In the 1970s, the best Papuans were selected to play an annual game with a representative team from Queensland, the closest Australian state to PNG. In 1977, the sport was popular enough in PNG to send their national Under-17 footy team to compete in an international cup against the Victoria team. The next year, PNG’s team returned Down Under – this time to Adelaide against the South Australian team – and in 1979, PNG sent another squad to Tasmania to field a team in the Teal Cup (now known as the AFL Under-18 Championships).

Unfortunately, in the 80s, the presence of Aussie rules stagnated. Papua New Guinea was now a fully independent nation, and the country’s TV stations were much more focused on the very popular State of Origin rugby league matches between New South Wales and Queensland. Apart from the AFL Grand Final, footy games were rarely televised in PNG and many of the previous decade’s star players were aging and retiring from the sport.

Fortunately, the footy league in Cairns, Queensland took notice of the declining participation rates in PNG and helped them out, offering to play occasional matches against the PNG teams starting in 1990.
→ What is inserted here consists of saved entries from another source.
impl ProjectCreate {
    /// Fold the flat creation payload into a typed origin. In local mode the
    /// `repo_url` field carries the local path.
    pub fn origin(&self) -> ProjectOrigin {
        match self.source_type.as_str() {
            "local" => ProjectOrigin::Local {
                path: self.repo_url.clone().unwrap_or_default(),
            },
            "new" => ProjectOrigin::New,
            _ => ProjectOrigin::Git {
                repo_url: self.repo_url.clone().unwrap_or_default(),
            },
        }
    }
}

#[derive(Debug, Clone, Default, Deserialize)]
pub struct ProjectSettingsUpdate {
    pub auto_merge: Option<bool>,
    pub auto_push: Option<bool>,
    pub task_timeout_secs: Option<u64>,
}

// ── Tasks ─────────────────────────────────────────────────────────────

#[derive(Debug, Clone, Copy, PartialEq, Eq, Hash, Serialize, Deserialize)]
#[serde(rename_all = "snake_case")]
pub enum TaskStatus {
    Pending,
    Claimed,
    Running,
    PlanPending,
    PlanApproved,
    Merging,
    Testing,
    MergePending,
    Completed,
    Failed,
    Cancelled,
}

impl TaskStatus {
    pub fn as_str(&self) -> &'static str {
        match self {
            Self::Pending => "pending",
            Self::Claimed => "claimed",
            Self::Running => "running",
            Self::PlanPending => "plan_pending",
            Self::PlanApproved => "plan_approved",
            Self::Merging => "merging",
            Self::Testing => "testing",
            Self::MergePending => "merge_pending",
            Self::Completed => "completed",
            Self::Failed => "failed",
            Self::Cancelled => "cancelled",
        }
    }

    /// Statuses during which a task is bound to a worker.
    pub fn is_active(&self) -> bool {
        matches!(
            self,
            Self::Claimed | Self::Running | Self::Merging | Self::Testing
        )
    }

    pub fn is_terminal(&self) -> bool {
        matches!(self, Self::Completed | Self::Failed | Self::Cancelled)
    }

    /// Whether a task in this state may be reset to `pending` by retry.
    pub fn is_retryable(&self) -> bool {
        matches!(self, Self::Failed | Self::Cancelled | Self::MergePending)
    }

    /// Legal forward edges of the task state machine, plus the two sanctioned
    /// backward edges (retry and plan rejection). Same-status writes are
    /// idempotent no-ops and always allowed.
    pub fn can_transition(from: TaskStatus, to: TaskStatus) -> bool {
        use TaskStatus::*;
        if from == to {
            return true;
        }
        match (from, to) {
            (Pending, Claimed | PlanPending | Cancelled) => true,
            (PlanPending, PlanApproved | Pending | Failed | Cancelled) => true,
            (PlanApproved, Claimed | Cancelled) => true,
            (Claimed, Running | Failed | Cancelled) => true,
            (Running, Merging | Failed | Cancelled) => true,
            (Merging, Testing | Completed | MergePending | Failed | Cancelled) => true,
            (Testing, Merging | Completed | MergePending | Failed | Cancelled) => true,
            (MergePending, Completed | Cancelled) => true,
            (Failed, Cancelled) => true,
            // Retry resets.
            (Failed | Cancelled | MergePending, Pending) => true,
            _ => false,
        }
    }
}

impl std::fmt::Display for TaskStatus {
    fn fmt(&self, f: &mut std::fmt::Formatter<'_>) -> std::fmt::Result {
        f.write_str(self.as_str())
    }
}

impl FromStr for TaskStatus {
    type Err = String;

    fn from_str(s: &str) -> Result<Self, Self::Err> {
        match s {
            "pending" => Ok(Self::Pending),
            "claimed" => Ok(Self::Claimed),
            "running" => Ok(Self::Running),
            "plan_pending" => Ok(Self::PlanPending),
            "plan_approved" => Ok(Self::PlanApproved),
            "merging" => Ok(Self::Merging),
            "testing" => Ok(Self::Testing),
            "merge_pending" => Ok(Self::MergePending),
            "completed" => Ok(Self::Completed),
            "failed" => Ok(Self::Failed),
            "cancelled" => Ok(Self::Cancelled),
            _ => Err(format!("Invalid task status: {}", s)),
        }
    }
}

/// One turn of a plan-refinement conversation.
#[derive(Debug, Clone, Serialize, Deserialize)]
pub struct PlanMessage {
    pub role: String,
    pub content: String,
    pub timestamp: String,
}

impl PlanMessage {
    pub fn assistant(content: impl Into<String>) -> Self {
        Self {
            role: "assistant".to_string(),
            content: content.into(),
            timestamp: now_iso(),
        }
    }

    pub fn user(content: impl Into<String>) -> Self {
        Self {
            role: "user".to_string(),
            content: content.into(),
            timestamp: now_iso(),
        }
    }
}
In 1995, the PNG national footy team, the Mosquitos, got a chance to star on the international stage, competing in the Arafura Games in the Australian city of Darwin. The Arafura Games were a unique and inclusive international event, featuring numerous sports being played by multiple athletes, both able-bodied and disabled (it was discontinued in 2011 due to budget cuts).

The Mosquitos crushed the New Zealand Falcons in the Arafura Grand Final, winning by a score of 100-18 and claiming the gold medal. The major footy authorities further south in Melbourne took notice and arranged meetings with officials from the PNG Rules Football Council. Two higher-ups in the AFL, Ian Collins and Ed Biggs, traveled to PNG and were impressed with the quality of footy that they were playing.

At the 1997 Arafura Games, the Mosquitos prevailed over New Zealand again, winning by a score of 93-60. They also played games against Australian squads, including the Northern Territory representative team and a team comprised entirely of soldiers from the Australian Defence Force.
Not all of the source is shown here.